The ARM development Studio Community Edition (DS-5 CE) gives the Android community an invincible power. This puts the power at the hands of Android hackers who can now develop apps at the native level making use of ARM hardware optimizations.
ARM DS-5 CE allows hackers to program their ARM devices in C, C++ and Assembly languages. Can you imagine the impact this can potentially have.
This is the stuff the 1960s and 70s legend of Valley DYI culture is made of. Or the early Internet pioneers in India who hacked Perl and Unix shell codes to connect to the rest of the world.
It is commendable that ARM has taken this approach to giving serious developers a way to do access the native layers of their devices. That in itself will perpetuate the love for ARM and also all Android devices.
The ability to program your device
It is almost a birth-right of every serious mobile user to tinker around with the device. The ability to do this what the open source movement finds its own roots into.
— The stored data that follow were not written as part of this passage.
//! Artifact management: submitting local files and container images for
//! signing, removing artifacts, triggering publication and the
//! TUF-verified download path.

use std::path::{Path, PathBuf};

use anyhow::{anyhow, bail, Context, Result};
use tufra_common::api::Endpoint;
use tufra_common::artifact::oci::RegistryHarvester;
use tufra_common::artifact::{add_payload_from_file, delete_payload};
use tufra_common::tuf::{
    decode_trusted_root, has_trusted_root, init_tofu, init_trusted_root, metadata_cache_dir,
    ArtifactDownloader,
};
use url::Url;

use crate::cli::{ArtifactAddArgs, ArtifactDeleteArgs, ArtifactDownloadArgs, Cli};
use crate::commands::{api_client, resolve_settings};

pub async fn add(cli: &Cli, args: &ArtifactAddArgs) -> Result<()> {
    let settings = resolve_settings(cli)?;
    let client = api_client(&settings)?;

    let path = Path::new(&args.artifact);
    let payload = if !args.oci_image && path.is_file() {
        serde_json::to_value(add_payload_from_file(path, args.path.as_deref())?)?
    } else {
        let mut harvester = RegistryHarvester::from_env();
        serde_json::to_value(harvester.harvest(&args.artifact).await?)?
    };

    let task_id = client
        .send_payload(
            Endpoint::Artifacts,
            &payload,
            "New Artifact(s) successfully submitted.",
        )
        .await?;
    println!("Artifact Addition status: ACCEPTED ({task_id})");
    println!("Successfully submitted task with a payload of:");
    println!("{}", serde_json::to_string_pretty(&payload)?);
    println!("\nTask id (use to check its status) is: {task_id}");
    Ok(())
}

pub async fn delete(cli: &Cli, args: &ArtifactDeleteArgs) -> Result<()> {
    let settings = resolve_settings(cli)?;
    let client = api_client(&settings)?;

    let payload = delete_payload(vec![args.path.clone()]);
    let task_id = client
        .send_payload(
            Endpoint::ArtifactsDelete,
            &payload,
            "Remove Artifact(s) successfully submitted.",
        )
        .await?;
    println!("Artifact Removal status: ACCEPTED ({task_id})");
    println!("\nTask id (use to check its status) is: {task_id}");
    Ok(())
}

pub async fn publish(cli: &Cli) -> Result<()> {
    let settings = resolve_settings(cli)?;
    let client = api_client(&settings)?;

    let task_id = client.publish_artifacts().await?;
    println!("Publish status: ACCEPTED ({task_id})");
    client.task_status(&task_id, "Publish status:", false).await?;
    println!("Artifacts published.");
    Ok(())
}

/// Parameters of one download, resolved from flags or the configuration.
struct DownloadPlan {
    metadata_url: Url,
    artifacts_url: Url,
    hash_prefix: bool,
    trusted_root: Option<PathBuf>,
}

fn resolve_download_plan(cli: &Cli, args: &ArtifactDownloadArgs) -> Result<DownloadPlan> {
    if args.metadata_url.is_some() || args.artifacts_url.is_some() {
        let metadata_url = args
            .metadata_url
            .clone()
            .ok_or_else(|| anyhow!("please specify metadata url '-m https://metadata.url'"))?;
        let artifacts_url = args
            .artifacts_url
            .clone()
            .ok_or_else(|| anyhow!("please specify artifacts url '-a https://artifacts.url'"))?;
        return Ok(DownloadPlan {
            metadata_url,
            artifacts_url,
            hash_prefix: args.hash_prefix,
            trusted_root: args.root.clone(),
        });
    }

    let settings = resolve_settings(cli)?;
    let config = settings
        .config
        .ok_or_else(|| anyhow!("please specify metadata url '-m https://metadata.url'"))?;
    if config.repositories.is_empty() {
        bail!("no repositories listed in the config file");
    }
    let name = args
        .repository
        .clone()
        .or(config.current_repository.clone())
        .ok_or_else(|| anyhow!("please specify current repository"))?;
    let repository = config
        .repository(&name)
        .ok_or_else(|| anyhow!("repository {name} is missing in the configuration file"))?;

    let trusted_root = match (&args.root, &repository.trusted_root) {
        (Some(root), _) => root.clone(),
        (None, Some(encoded)) => decode_trusted_root(encoded)?,
        (None, None) => bail!("trusted root is not configured for repository {name}"),
    };
    Ok(DownloadPlan {
        metadata_url: repository.metadata_url.clone(),
        artifacts_url: repository.artifact_base_url.clone(),
        hash_prefix: repository.hash_prefix || args.hash_prefix,
        trusted_root: Some(trusted_root),
    })
}

pub async fn download(cli: &Cli, args: &ArtifactDownloadArgs) -> Result<()> {
    let plan = resolve_download_plan(cli, args)?;

    let metadata_dir = metadata_cache_dir(plan.metadata_url.as_str())?;
    match &plan.trusted_root {
        Some(root) => {
            init_trusted_root(&metadata_dir, root)
                .await
                .with_context(|| format!("failed to install trusted root {}", root.display()))?;
            println!("Using trusted root in {}", metadata_dir.display());
        }
        None if has_trusted_root(&metadata_dir) => {
            println!("Using trusted root in {}", metadata_dir.display());
        }
        None => {
            init_tofu(&plan.metadata_url, &metadata_dir)
                .await
                .context("trust-on-first-use initialization failed")?;
            println!(
                "Trust-on-First-Use: Initialized new root in {}",
                metadata_dir.display()
            );
        }
    }

    let downloader = ArtifactDownloader::new(
        plan.metadata_url.clone(),
        plan.artifacts_url.clone(),
        metadata_dir,
    );
    downloader.check_hash_prefix(plan.hash_prefix).await?;

    let out_dir = match &args.directory_prefix {
        Some(prefix) => prefix.clone(),
        None => std::env::current_dir()?.join("downloads"),
    };
    match downloader.download(&args.artifact, &out_dir).await {
        Ok(path) => {
            println!(
                "Successfully completed artifact download: {} -> {}",
                args.artifact,
                path.display()
            );
            Ok(())
        }
        Err(err) => Err(err).context(format!("Failed to download artifact {}", args.artifact)),
    }
}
Just imagine the Unix or the latter Linux system not having a Bash shell -- It wouldn't even be smoke.
What I loved with my old Symbian Nokia handset was this ability to program it in a variety of languages, especially Python and Java. If you were a hardcore C++ programmer you had a better grip on these machines. I loved this environment. Then suddenly Symbian lost its way. Alas.
My common grouse with most post-modern smartphones is: Why can't they include a simple programming language (I am not naming any single language) so that the curious minds can take to program the phones the way they want.